时透无一郎哼了一声,在铃鹿莓看过来后,表情凶狠地伸手,作势掐住铃鹿莓微肉的掌心,拉着往自己怀里钻。
“给其他人通知了吗?”
“还没呢,除了爸妈,第一个说的人就是你。”
脸贴着时透无一郎练得很好的胸膛上,只觉得又软又热。于是铃鹿莓声音也变得懒懒的,连怀里的花也不想抱了。

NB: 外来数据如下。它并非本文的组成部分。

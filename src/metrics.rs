//! Per-stage counters for observability.
use std::sync::atomic::{AtomicU64, Ordering};

/// Three monotonic, non-negative counters maintained by every stage.
///
/// At a quiescent point (no items mid-flight), `working_count() == 0` and
/// `input_count() == output_count()`.
#[derive(Debug, Default)]
pub struct StageMetrics {
    input_count: AtomicU64,
    working_count: AtomicU64,
    output_count: AtomicU64,
}

impl StageMetrics {
    /// Creates a fresh, zeroed set of counters.
    pub fn new() -> Self {
        Self::default()
    }

    /// Total items for which `send` has completed enqueueing.
    pub fn input_count(&self) -> u64 {
        self.input_count.load(Ordering::SeqCst)
    }

    /// Items currently dequeued and between `action` start and `done` return.
    pub fn working_count(&self) -> u64 {
        self.working_count.load(Ordering::SeqCst)
    }

    /// Total items for which `done` has returned.
    pub fn output_count(&self) -> u64 {
        self.output_count.load(Ordering::SeqCst)
    }

    /// Increment before enqueue is observable to producers.
    pub(crate) fn mark_input(&self) {
        self.input_count.fetch_add(1, Ordering::SeqCst);
    }

    /// Increment on dequeue, immediately before running `action`.
    pub(crate) fn mark_working_start(&self) {
        self.working_count.fetch_add(1, Ordering::SeqCst);
    }

    /// Decrement after `action` returns (regardless of whether `done` runs).
    pub(crate) fn mark_working_end(&self) {
        self.working_count.fetch_sub(1, Ordering::SeqCst);
    }

    /// Increment after `done` returns.
    pub(crate) fn mark_output(&self) {
        self.output_count.fetch_add(1, Ordering::SeqCst);
    }
}

#[cfg(test)]
mod tests {
    use super::*;

    #[test]
    fn starts_at_zero() {
        let m = StageMetrics::new();
        assert_eq!(m.input_count(), 0);
        assert_eq!(m.working_count(), 0);
        assert_eq!(m.output_count(), 0);
    }

    #[test]
    fn tracks_in_flight_items() {
        let m = StageMetrics::new();
        m.mark_input();
        m.mark_working_start();
        assert_eq!(m.input_count(), 1);
        assert_eq!(m.working_count(), 1);
        assert_eq!(m.output_count(), 0);

        m.mark_working_end();
        m.mark_output();
        assert_eq!(m.working_count(), 0);
        assert_eq!(m.output_count(), 1);
    }
}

这话出来,时透无一郎的手从捏着铃鹿莓的手指爬上了她的后背,抱紧。
“这会才想起我?”
“嗨,嗨,麻烦时透先生替我发一下消息,通知一下诸位。”
铃鹿莓不吃压力,她像一只贪吃的小猪,在时透无一郎怀里钻来钻去,鼻子里哼哼唧唧的,伸手圈住某人的细腰。
“声音闷死了。”
时透无一郎吐槽。但还是伸手,一边拦着铃鹿莓往沙发处走,一边伸手够手机。
蓝色的花束掉在地上,给地板铺上蓝色花毯。
等冰凉的屏幕到手,时透无一郎垂眸看了眼怀里昏昏欲睡的少女,不经意地笑了一下。
“啊!冰死了!”
铃鹿莓推开后颈处的手机,反手夺过手机塞到时透无一郎脸蛋上。
白皙的皮肤在漆黑的屏幕前变形,曾经的美男子有几分滑稽。
时透无一郎当然不能眼睁睁看只有自己一个人当小丑,伸手捏哈哈笑的铃鹿莓脸颊。
两个人扭成一团。等沙发上的抱枕全扔下来,铃鹿莓原本扎起的马尾也散开,发丝黏在脸颊上,时透无一郎脸上蹭上好几处偏粉的口红印,领口凌乱后,铃鹿莓终于撑不住了,随手捞起地上一个抱枕,躺在地毯上沉沉睡去。
“好像……又没忍住和小莓玩闹了。”猛然发现自己又忍不住露出幼稚一面的时透无一郎有些心虚。
没办法,谁让他刚成年的时候自认为是个成年人了,要更加努力承担起保护铃鹿莓的责任,于是衣柜是清一色的黑,脸是刻意的冷。
如果没有铃鹿莓特意逗他,时透无一郎一般是不会破功的。
不过二十三岁的时透无一郎倒是又变得和以前接近了,对着铃鹿莓也不再整天bking,而是会露出天性的柔软和爱笑。
虽然对外面的人是一如既往的冷淡,但铃鹿莓还是很吃这一套,没少主动亲他。
“算了,不想了。还没给炼狱先生和悲鸣屿先生发消息。”
时透无一郎弯腰把铃鹿莓抱起来,轻轻把她放回卧室的床上,细心给她带上眼罩,打开窗户,拉上窗纱后离开。
盘腿坐在沙发上,时透无一郎拿手机输入一个二开头的四位数字。
2099。
铃鹿莓密码是很有纪念意义,是他们重逢那一天至今的天数,每一天都会增加数字,每一天都会变密码。